I would recommend the Gordon-Biersch restaurant at the farthest end of the pier for lunch or happy hour; moderate prices, large portions.  There's a bistro right at the entrance near the parking lot that looked attractive, but I went for the Seabright Fish lunch truck parked at the curb and was very happy.  The menu is written in Chinese and English.  I ordered the special Sea Bass Plate Lunch.  It took about 10 minutes to prepare and was a box full of salad, rice, mango chutney, a hunk of bread, a bit of corn on the cob, salad and two sizzling hot fillets of fish sauteed and seasoned lightly and not overdone.  Slice of lemon and I was all smiles; $9.95, including a bottled water.

Changing gears, I headed way up the Manoa Valley to the Lyon Arboretum to see jungle foliage and endemic plants featured there.  This valley is shaped like a funnel where the wide end is just above Waikiki at about the campus of the University of Hawaii.  The valley is narrower as you ascend to the final destination:  a pretty waterfall, when it's running.  Hawaii has been experiencing a drought, so the fall was just trickling, according to a couple who'd hiked up earlier than I was starting out.

The Arboretum is co-managed by the University and affords students as well as professors a 200-acre private preserve to study plants, birds, and the ecosystem native to the area.  There are many species of non-native plants and birds, but the volunteers and hired gardeners have established a good number of specimens of natives as well.

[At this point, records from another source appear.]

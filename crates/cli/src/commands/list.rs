// SPDX-License-Identifier: BUSL-1.1
// Copyright (c) 2026 Alfred Jean LLC

//! Read-only views of the job map: list and status

use std::io::Write;

use anyhow::Result;
use chrono::{DateTime, Utc};
use serde::Serialize;
use yajn_core::{BadgeSummary, JobMap};

use crate::color;
use crate::output::{format_or_json, job_rows, write_rows, OutputFormat};

/// Every tracked URL. JSON output is the job map as stored.
pub fn list(
    jobs: &JobMap,
    format: OutputFormat,
    now: DateTime<Utc>,
    out: &mut dyn Write,
) -> Result<()> {
    format_or_json(format, jobs, out, |out| {
        if jobs.is_empty() {
            return writeln!(out, "No jobs tracked");
        }
        write_rows(&job_rows(jobs, now), out)
    })
}

#[derive(Debug, Serialize)]
struct StatusReport {
    text: String,
    color: &'static str,
    tooltip: String,
    counts: BadgeSummary,
}

/// The badge an extension would show for the current job map.
pub fn status(jobs: &JobMap, format: OutputFormat, out: &mut dyn Write) -> Result<()> {
    let badge = BadgeSummary::from_jobs(jobs);
    let report = StatusReport {
        text: badge.text(),
        color: badge.color(),
        tooltip: badge.tooltip(),
        counts: badge,
    };
    format_or_json(format, &report, out, |out| {
        let text = if report.text.is_empty() { "-" } else { report.text.as_str() };
        writeln!(out, "{} {} {}", color::header("Badge:"), text, color::muted(report.color))?;
        writeln!(out, "{} {}", color::header("Jobs: "), report.tooltip)
    })
}

#[cfg(test)]
#[path = "list_tests.rs"]
mod tests;
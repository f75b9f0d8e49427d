//! One ingest pass: every source fetched and written to the store concurrently
//!
//! A bad record or a source that fails to fetch is logged and counted; only a
//! store-wide failure stops the pass.

use futures::future::try_join_all;
use std::ops::AddAssign;
use tracing::{info, warn};

use crate::models::UpsertOutcome;
use crate::scrapers::ListingSource;
use crate::store::{ListingStore, StoreError};

/// Counts reported at the end of a pass
#[derive(Debug, Clone, Copy, Default, PartialEq, Eq)]
pub struct PassSummary {
    pub inserted: usize,
    pub updated: usize,
    pub unchanged: usize,
    pub failed: usize,
    pub sources_failed: usize,
}

impl PassSummary {
    pub fn total(&self) -> usize {
        self.inserted + self.updated + self.unchanged + self.failed
    }

    fn record(&mut self, outcome: &UpsertOutcome) {
        match outcome {
            UpsertOutcome::Inserted { .. } => self.inserted += 1,
            UpsertOutcome::Updated { .. } => self.updated += 1,
            UpsertOutcome::Unchanged { .. } => self.unchanged += 1,
        }
    }
}

impl AddAssign for PassSummary {
    fn add_assign(&mut self, other: Self) {
        self.inserted += other.inserted;
        self.updated += other.updated;
        self.unchanged += other.unchanged;
        self.failed += other.failed;
        self.sources_failed += other.sources_failed;
    }
}

/// Run every source once against `store`
pub async fn run_pass(
    store: &ListingStore,
    sources: &[Box<dyn ListingSource>],
) -> Result<PassSummary, StoreError> {
    let tallies = try_join_all(
        sources
            .iter()
            .map(|source| ingest_source(store, source.as_ref())),
    )
    .await?;

    let mut summary = PassSummary::default();
    for tally in tallies {
        summary += tally;
    }

    info!(
        inserted = summary.inserted,
        updated = summary.updated,
        unchanged = summary.unchanged,
        failed = summary.failed,
        sources_failed = summary.sources_failed,
        "Ingest pass complete"
    );
    Ok(summary)
}

async fn ingest_source(
    store: &ListingStore,
    source: &dyn ListingSource,
) -> Result<PassSummary, StoreError> {
    let mut tally = PassSummary::default();

    let records = match source.fetch().await {
        Ok(records) => records,
        Err(e) => {
            warn!(source = source.source_name(), "Fetch failed: {:#}", e);
            tally.sources_failed += 1;
            return Ok(tally);
        }
    };

    for record in &records {
        match store.upsert(record).await {
            Ok(outcome) => tally.record(&outcome),
            Err(e) if e.is_record_level() => {
                warn!(url = %record.url, source = %record.source, "Skipping listing: {}", e);
                tally.failed += 1;
            }
            Err(e) => return Err(e),
        }
    }

    info!(
        source = source.source_name(),
        records = records.len(),
        failed = tally.failed,
        "Source ingested"
    );
    Ok(tally)
}
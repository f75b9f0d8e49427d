use chrono::{DateTime, Utc};
use serde::{Deserialize, Serialize};

use crate::store::StoreError;

/// Normalized listing record handed over by a scraper
///
/// Only `source` and `url` are required; everything else is whatever the
/// source managed to extract.
#[derive(Debug, Clone, Default, PartialEq, Serialize, Deserialize)]
pub struct NewListing {
    #[serde(default)]
    pub external_id: Option<String>,
    pub source: String,
    pub url: String,
    #[serde(default)]
    pub address: Option<String>,
    #[serde(default)]
    pub city: Option<String>,
    /// Falls back to the configured target state when absent
    #[serde(default)]
    pub state: Option<String>,
    #[serde(default)]
    pub zip_code: Option<String>,
    #[serde(default)]
    pub price: Option<i64>,
    #[serde(default)]
    pub beds: Option<f64>,
    #[serde(default)]
    pub baths: Option<f64>,
    #[serde(default)]
    pub sqft: Option<i64>,
    #[serde(default)]
    pub property_type: Option<String>,
    /// Listing date as reported by the source, kept verbatim
    #[serde(default)]
    pub listing_date: Option<String>,
    #[serde(default)]
    pub image_url: Option<String>,
    #[serde(default)]
    pub description: Option<String>,
}

impl NewListing {
    /// Minimal record with the two required fields set
    pub fn new(source: impl Into<String>, url: impl Into<String>) -> Self {
        Self {
            source: source.into(),
            url: url.into(),
            ..Default::default()
        }
    }

    pub fn with_price(mut self, price: i64) -> Self {
        self.price = Some(price);
        self
    }

    pub fn with_city(mut self, city: impl Into<String>) -> Self {
        self.city = Some(city.into());
        self
    }

    pub fn with_external_id(mut self, external_id: impl Into<String>) -> Self {
        self.external_id = Some(external_id.into());
        self
    }

    /// Reject records that cannot be stored before they reach the database
    pub fn validate(&self) -> Result<(), StoreError> {
        if self.url.trim().is_empty() {
            return Err(StoreError::InvalidRecord(format!(
                "missing url (source: {})",
                self.source
            )));
        }
        if self.source.trim().is_empty() {
            return Err(StoreError::InvalidRecord(format!(
                "missing source (url: {})",
                self.url
            )));
        }
        if let Some(price) = self.price {
            if price < 0 {
                return Err(StoreError::InvalidRecord(format!(
                    "negative price {} (url: {})",
                    price, self.url
                )));
            }
        }
        Ok(())
    }
}

/// Stored listing row
#[derive(Debug, Clone, PartialEq, Serialize, Deserialize, sqlx::FromRow)]
pub struct Listing {
    pub id: i64,
    pub external_id: Option<String>,
    pub source: String,
    pub url: String,
    pub address: Option<String>,
    pub city: Option<String>,
    pub state: Option<String>,
    pub zip_code: Option<String>,
    pub price: Option<i64>,
    pub beds: Option<f64>,
    pub baths: Option<f64>,
    pub sqft: Option<i64>,
    pub property_type: Option<String>,
    pub listing_date: Option<String>,
    /// Time of insertion or of the last price change
    pub scraped_date: Option<DateTime<Utc>>,
    pub image_url: Option<String>,
    pub description: Option<String>,
    pub is_active: bool,
}

/// One recorded price change, never rewritten
#[derive(Debug, Clone, PartialEq, Serialize, Deserialize, sqlx::FromRow)]
pub struct PriceObservation {
    pub id: i64,
    pub listing_id: i64,
    pub price: Option<i64>,
    pub recorded_date: DateTime<Utc>,
}

/// What a single upsert did to the store
#[derive(Debug, Clone, Copy, PartialEq, Eq)]
pub enum UpsertOutcome {
    Inserted {
        id: i64,
    },
    Updated {
        id: i64,
        old_price: Option<i64>,
        new_price: Option<i64>,
    },
    Unchanged {
        id: i64,
    },
}

impl UpsertOutcome {
    pub fn listing_id(&self) -> i64 {
        match self {
            Self::Inserted { id } | Self::Updated { id, .. } | Self::Unchanged { id } => *id,
        }
    }
}
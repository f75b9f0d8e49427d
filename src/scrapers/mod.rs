pub mod json_file;
pub mod traits;

pub use json_file::JsonFileSource;
pub use traits::ListingSource;
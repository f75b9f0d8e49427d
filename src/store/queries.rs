use chrono::Utc;
use sqlx::{Sqlite, Transaction};
use tracing::debug;

use super::{ListingStore, Result, StoreError};
use crate::models::{Listing, NewListing, PriceObservation, UpsertOutcome};

const SELECT_ID_PRICE_BY_URL: &str = "SELECT id, price FROM listings WHERE url = ?";

impl ListingStore {
    /// Insert a listing seen for the first time, or record a price change
    /// for one already stored. An unchanged price leaves the row untouched.
    pub async fn upsert(&self, record: &NewListing) -> Result<UpsertOutcome> {
        record.validate()?;

        let _gate = self.write_gate.lock().await;
        // IMMEDIATE takes the write lock up front, so a writer on another
        // handle waits out `busy_timeout` instead of failing on lock upgrade.
        let mut tx = self
            .pool
            .begin_with("BEGIN IMMEDIATE")
            .await
            .map_err(StoreError::Unavailable)?;

        let outcome = match self.upsert_in(&mut tx, record).await {
            Ok(outcome) => outcome,
            // dropping `tx` rolls back
            Err(error) => return Err(upsert_error(record, error)),
        };
        tx.commit().await.map_err(|e| upsert_error(record, e))?;

        debug!(url = %record.url, source = %record.source, ?outcome, "Listing upserted");
        Ok(outcome)
    }

    async fn upsert_in(
        &self,
        tx: &mut Transaction<'_, Sqlite>,
        record: &NewListing,
    ) -> std::result::Result<UpsertOutcome, sqlx::Error> {
        let now = Utc::now();

        let existing: Option<(i64, Option<i64>)> = sqlx::query_as(SELECT_ID_PRICE_BY_URL)
            .bind(&record.url)
            .fetch_optional(&mut **tx)
            .await?;

        let (id, stored_price) = match existing {
            Some(row) => row,
            None => {
                let result = sqlx::query(
                    r#"
                    INSERT INTO listings (
                        external_id, source, url, address, city, state, zip_code,
                        price, beds, baths, sqft, property_type, listing_date,
                        scraped_date, image_url, description
                    ) VALUES (?, ?, ?, ?, ?, ?, ?, ?, ?, ?, ?, ?, ?, ?, ?, ?)
                    ON CONFLICT(url) DO NOTHING
                    "#,
                )
                .bind(&record.external_id)
                .bind(&record.source)
                .bind(&record.url)
                .bind(&record.address)
                .bind(&record.city)
                .bind(record.state.as_deref().unwrap_or(&self.default_state))
                .bind(&record.zip_code)
                .bind(record.price)
                .bind(record.beds)
                .bind(record.baths)
                .bind(record.sqft)
                .bind(&record.property_type)
                .bind(&record.listing_date)
                .bind(now)
                .bind(&record.image_url)
                .bind(&record.description)
                .execute(&mut **tx)
                .await?;

                if result.rows_affected() == 1 {
                    return Ok(UpsertOutcome::Inserted {
                        id: result.last_insert_rowid(),
                    });
                }

                // Another writer stored this url first; compare against its row.
                sqlx::query_as(SELECT_ID_PRICE_BY_URL)
                    .bind(&record.url)
                    .fetch_one(&mut **tx)
                    .await?
            }
        };

        if stored_price == record.price {
            return Ok(UpsertOutcome::Unchanged { id });
        }

        sqlx::query("UPDATE listings SET price = ?, scraped_date = ? WHERE id = ?")
            .bind(record.price)
            .bind(now)
            .bind(id)
            .execute(&mut **tx)
            .await?;

        sqlx::query("INSERT INTO price_history (listing_id, price, recorded_date) VALUES (?, ?, ?)")
            .bind(id)
            .bind(record.price)
            .bind(now)
            .execute(&mut **tx)
            .await?;

        Ok(UpsertOutcome::Updated {
            id,
            old_price: stored_price,
            new_price: record.price,
        })
    }

    /// All listings not marked inactive
    pub async fn list_active(&self) -> Result<Vec<Listing>> {
        sqlx::query_as("SELECT * FROM listings WHERE is_active = 1 ORDER BY id")
            .fetch_all(&self.pool)
            .await
            .map_err(StoreError::Query)
    }

    /// Get a listing by url
    pub async fn find_by_url(&self, url: &str) -> Result<Option<Listing>> {
        sqlx::query_as("SELECT * FROM listings WHERE url = ?")
            .bind(url)
            .fetch_optional(&self.pool)
            .await
            .map_err(StoreError::Query)
    }

    /// Price changes recorded for a listing, oldest first
    pub async fn price_history(&self, listing_id: i64) -> Result<Vec<PriceObservation>> {
        sqlx::query_as(
            "SELECT * FROM price_history WHERE listing_id = ? ORDER BY recorded_date ASC, id ASC",
        )
        .bind(listing_id)
        .fetch_all(&self.pool)
        .await
        .map_err(StoreError::Query)
    }
}

fn upsert_error(record: &NewListing, error: sqlx::Error) -> StoreError {
    StoreError::Upsert {
        url: record.url.clone(),
        listing_source: record.source.clone(),
        error,
    }
}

The steep and jagged peaks form nine valleys that feed into the land occupied by the arboretum, and all the flanks of the valleys, which look like fanned blades, are covered with a dense growth of trees and brush.  I recognized a lot of plants that I would normally only see as houseplants back home, but here they are enormous and lush.  It isn't flowering season, so blossoms were scarce.

The Manoa Valley in that upper reach is unusual on the leeward side of Oahu in that it scoops up as much as 200 inches of rain per year.  Today was dry and actually mostly sunny, and the wind even cooperated, staying light and easy.  One couple walking at a very leisurely pace was dazzled by the size of the hibiscus plants, frustrated that in north Los Angeles where they live frost zaps their hibiscus every winter.  "I tried three times to grow them, but they died!" the lady exclaimed, "We had to come all the way here to see healthy hibiscus."  They do seem to grow like weeds around here, and decorate the freeways and public places, producing a pleasant tropical backdrop.

After a dinner of noodles bathed in sauteed veggies from the markets I'd visited earlier, the day has now come to a close, and a very pleasant one it was.